- _What you will do_: Copy each line of the records below that mentions the word "struct".

- _Exercise inputs_:

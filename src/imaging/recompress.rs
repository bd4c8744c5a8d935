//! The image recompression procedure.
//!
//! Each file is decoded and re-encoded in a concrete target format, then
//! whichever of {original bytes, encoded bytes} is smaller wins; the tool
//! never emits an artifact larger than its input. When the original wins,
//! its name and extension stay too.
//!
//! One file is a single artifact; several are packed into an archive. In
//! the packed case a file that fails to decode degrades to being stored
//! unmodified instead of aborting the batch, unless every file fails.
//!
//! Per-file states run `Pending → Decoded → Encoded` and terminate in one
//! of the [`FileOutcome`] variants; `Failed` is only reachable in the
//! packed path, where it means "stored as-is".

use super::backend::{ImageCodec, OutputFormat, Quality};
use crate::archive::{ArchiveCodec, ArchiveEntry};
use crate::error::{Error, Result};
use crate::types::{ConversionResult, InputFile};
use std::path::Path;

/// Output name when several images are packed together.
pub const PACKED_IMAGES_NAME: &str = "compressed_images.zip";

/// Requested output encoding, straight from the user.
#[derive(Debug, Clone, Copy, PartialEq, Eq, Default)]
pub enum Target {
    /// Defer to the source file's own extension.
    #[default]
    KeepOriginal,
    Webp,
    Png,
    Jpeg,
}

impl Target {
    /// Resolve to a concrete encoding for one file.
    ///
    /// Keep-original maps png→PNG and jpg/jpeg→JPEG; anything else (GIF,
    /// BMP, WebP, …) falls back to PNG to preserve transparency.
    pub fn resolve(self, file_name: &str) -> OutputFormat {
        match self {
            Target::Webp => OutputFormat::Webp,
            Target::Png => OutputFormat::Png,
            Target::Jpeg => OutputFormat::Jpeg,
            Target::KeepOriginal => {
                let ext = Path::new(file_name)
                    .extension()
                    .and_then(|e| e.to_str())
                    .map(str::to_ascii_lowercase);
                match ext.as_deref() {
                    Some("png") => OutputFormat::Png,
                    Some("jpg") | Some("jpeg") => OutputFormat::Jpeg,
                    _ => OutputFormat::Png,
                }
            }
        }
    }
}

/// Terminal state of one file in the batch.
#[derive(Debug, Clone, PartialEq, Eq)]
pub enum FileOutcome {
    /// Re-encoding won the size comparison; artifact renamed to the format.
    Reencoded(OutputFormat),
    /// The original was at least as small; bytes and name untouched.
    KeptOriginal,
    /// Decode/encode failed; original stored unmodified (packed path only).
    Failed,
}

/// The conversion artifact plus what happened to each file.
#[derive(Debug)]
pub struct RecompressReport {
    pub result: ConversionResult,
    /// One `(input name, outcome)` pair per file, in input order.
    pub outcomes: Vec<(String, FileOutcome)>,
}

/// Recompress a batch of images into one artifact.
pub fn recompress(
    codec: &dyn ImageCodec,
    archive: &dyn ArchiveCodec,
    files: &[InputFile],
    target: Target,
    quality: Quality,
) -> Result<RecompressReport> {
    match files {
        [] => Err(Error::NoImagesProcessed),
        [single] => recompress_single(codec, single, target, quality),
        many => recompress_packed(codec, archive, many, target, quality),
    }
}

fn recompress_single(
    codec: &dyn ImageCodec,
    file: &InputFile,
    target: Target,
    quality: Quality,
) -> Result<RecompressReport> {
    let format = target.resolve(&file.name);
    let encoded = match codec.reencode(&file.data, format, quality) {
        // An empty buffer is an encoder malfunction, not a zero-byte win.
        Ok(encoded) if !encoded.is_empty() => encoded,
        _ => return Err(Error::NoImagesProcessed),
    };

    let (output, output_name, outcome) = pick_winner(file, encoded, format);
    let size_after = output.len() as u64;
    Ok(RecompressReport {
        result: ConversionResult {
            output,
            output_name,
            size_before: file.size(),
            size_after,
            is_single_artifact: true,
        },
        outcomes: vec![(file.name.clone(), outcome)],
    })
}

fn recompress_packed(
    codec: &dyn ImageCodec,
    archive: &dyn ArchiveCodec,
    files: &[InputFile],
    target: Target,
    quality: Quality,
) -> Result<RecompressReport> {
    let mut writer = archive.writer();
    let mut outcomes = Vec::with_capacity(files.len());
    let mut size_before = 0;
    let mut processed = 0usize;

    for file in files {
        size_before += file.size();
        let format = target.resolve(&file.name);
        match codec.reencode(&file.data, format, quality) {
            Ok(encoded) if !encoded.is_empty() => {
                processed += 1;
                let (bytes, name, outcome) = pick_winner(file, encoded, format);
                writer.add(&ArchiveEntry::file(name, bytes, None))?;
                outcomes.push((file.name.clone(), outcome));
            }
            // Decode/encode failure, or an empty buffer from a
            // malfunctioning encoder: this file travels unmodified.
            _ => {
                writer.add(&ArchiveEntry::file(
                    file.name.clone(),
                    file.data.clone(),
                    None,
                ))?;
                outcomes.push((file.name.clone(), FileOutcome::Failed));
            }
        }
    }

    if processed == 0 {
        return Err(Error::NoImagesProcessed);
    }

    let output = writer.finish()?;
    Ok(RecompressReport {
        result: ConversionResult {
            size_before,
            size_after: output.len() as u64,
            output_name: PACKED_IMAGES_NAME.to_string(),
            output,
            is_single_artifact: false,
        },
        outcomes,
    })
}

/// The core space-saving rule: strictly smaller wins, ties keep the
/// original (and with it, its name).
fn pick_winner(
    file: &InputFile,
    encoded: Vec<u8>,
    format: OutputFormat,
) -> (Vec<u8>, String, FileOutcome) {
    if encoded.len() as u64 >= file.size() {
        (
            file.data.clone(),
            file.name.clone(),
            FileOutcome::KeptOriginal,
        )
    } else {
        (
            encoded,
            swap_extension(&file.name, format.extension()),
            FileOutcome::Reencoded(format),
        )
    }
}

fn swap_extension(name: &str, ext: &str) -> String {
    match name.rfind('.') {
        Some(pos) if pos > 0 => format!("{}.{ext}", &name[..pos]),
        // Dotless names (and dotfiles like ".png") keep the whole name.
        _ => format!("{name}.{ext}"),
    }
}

--

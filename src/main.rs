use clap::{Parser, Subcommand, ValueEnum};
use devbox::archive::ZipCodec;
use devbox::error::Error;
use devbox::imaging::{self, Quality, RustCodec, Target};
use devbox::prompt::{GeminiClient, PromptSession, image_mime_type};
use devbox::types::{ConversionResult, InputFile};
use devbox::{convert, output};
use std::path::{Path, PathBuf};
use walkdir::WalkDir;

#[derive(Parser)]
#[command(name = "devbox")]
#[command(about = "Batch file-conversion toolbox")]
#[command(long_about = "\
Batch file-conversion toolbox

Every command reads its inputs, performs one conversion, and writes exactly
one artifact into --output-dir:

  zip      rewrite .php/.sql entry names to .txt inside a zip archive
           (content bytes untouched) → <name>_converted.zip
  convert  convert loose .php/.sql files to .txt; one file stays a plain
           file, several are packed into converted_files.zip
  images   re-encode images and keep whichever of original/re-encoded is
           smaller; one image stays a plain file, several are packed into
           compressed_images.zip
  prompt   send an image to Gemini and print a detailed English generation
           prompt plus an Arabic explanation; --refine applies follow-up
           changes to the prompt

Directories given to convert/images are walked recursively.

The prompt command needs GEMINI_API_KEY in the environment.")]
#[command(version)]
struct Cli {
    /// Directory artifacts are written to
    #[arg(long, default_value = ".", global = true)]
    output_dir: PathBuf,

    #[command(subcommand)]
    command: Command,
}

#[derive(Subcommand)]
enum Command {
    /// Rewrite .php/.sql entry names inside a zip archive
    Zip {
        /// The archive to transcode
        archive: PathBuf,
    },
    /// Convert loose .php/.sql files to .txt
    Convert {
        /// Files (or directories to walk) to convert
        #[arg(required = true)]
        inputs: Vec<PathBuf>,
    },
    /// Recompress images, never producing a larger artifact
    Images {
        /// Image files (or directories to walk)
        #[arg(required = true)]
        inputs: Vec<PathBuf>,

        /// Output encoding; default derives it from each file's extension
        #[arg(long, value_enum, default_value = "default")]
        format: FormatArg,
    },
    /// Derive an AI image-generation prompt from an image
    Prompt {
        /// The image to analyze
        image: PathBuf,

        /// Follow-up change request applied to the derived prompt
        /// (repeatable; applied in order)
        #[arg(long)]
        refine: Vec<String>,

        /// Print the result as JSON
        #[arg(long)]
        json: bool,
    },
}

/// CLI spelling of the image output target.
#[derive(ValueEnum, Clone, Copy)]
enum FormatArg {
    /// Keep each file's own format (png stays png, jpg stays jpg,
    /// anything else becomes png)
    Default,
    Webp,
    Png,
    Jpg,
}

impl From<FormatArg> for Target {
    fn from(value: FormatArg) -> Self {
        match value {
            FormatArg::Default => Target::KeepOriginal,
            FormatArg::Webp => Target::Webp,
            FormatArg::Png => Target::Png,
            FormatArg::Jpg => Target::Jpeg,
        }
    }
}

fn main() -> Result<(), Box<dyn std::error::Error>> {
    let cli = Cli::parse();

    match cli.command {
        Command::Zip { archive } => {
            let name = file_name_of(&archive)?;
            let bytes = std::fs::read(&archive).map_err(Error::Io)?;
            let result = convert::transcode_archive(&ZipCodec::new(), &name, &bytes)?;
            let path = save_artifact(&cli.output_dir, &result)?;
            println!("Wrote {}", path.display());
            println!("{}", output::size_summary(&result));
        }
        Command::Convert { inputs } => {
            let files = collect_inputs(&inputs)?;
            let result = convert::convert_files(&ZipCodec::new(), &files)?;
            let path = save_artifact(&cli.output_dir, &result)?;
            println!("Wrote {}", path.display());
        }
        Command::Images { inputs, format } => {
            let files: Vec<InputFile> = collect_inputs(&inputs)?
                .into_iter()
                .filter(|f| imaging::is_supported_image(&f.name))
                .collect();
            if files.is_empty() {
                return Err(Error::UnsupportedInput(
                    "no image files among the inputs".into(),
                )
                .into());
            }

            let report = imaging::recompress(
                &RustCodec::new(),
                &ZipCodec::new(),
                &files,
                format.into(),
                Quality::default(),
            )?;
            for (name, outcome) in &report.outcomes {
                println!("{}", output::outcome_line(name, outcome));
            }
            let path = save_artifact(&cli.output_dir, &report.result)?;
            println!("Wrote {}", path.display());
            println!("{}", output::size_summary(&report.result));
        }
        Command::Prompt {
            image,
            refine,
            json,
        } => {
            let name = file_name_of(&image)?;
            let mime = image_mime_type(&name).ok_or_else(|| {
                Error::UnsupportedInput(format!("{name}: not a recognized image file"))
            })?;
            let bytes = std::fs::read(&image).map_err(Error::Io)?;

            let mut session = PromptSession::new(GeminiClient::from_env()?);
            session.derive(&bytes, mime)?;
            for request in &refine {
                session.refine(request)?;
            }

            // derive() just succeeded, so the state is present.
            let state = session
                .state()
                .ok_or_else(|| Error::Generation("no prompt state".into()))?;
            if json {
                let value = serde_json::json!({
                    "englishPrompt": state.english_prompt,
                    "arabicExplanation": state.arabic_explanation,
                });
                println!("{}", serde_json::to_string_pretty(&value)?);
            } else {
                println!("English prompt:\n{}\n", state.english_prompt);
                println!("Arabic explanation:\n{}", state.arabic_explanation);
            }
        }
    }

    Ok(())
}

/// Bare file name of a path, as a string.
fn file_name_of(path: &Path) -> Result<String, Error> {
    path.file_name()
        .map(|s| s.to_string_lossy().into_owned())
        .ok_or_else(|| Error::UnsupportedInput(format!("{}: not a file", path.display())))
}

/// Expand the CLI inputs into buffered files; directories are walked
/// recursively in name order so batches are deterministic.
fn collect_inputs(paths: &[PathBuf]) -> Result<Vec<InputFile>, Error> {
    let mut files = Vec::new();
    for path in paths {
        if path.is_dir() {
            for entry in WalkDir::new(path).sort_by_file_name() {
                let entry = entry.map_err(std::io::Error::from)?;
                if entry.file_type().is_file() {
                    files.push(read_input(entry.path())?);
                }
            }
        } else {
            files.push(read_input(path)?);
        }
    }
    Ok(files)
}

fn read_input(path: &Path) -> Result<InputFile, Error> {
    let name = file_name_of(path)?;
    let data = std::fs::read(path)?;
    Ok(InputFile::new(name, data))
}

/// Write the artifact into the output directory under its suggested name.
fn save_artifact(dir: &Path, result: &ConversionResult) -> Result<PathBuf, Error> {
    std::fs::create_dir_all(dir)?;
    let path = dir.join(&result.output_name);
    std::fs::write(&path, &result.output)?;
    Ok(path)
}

- _Solution for this exercise_:
pub struct RecompressReport {
struct Cli {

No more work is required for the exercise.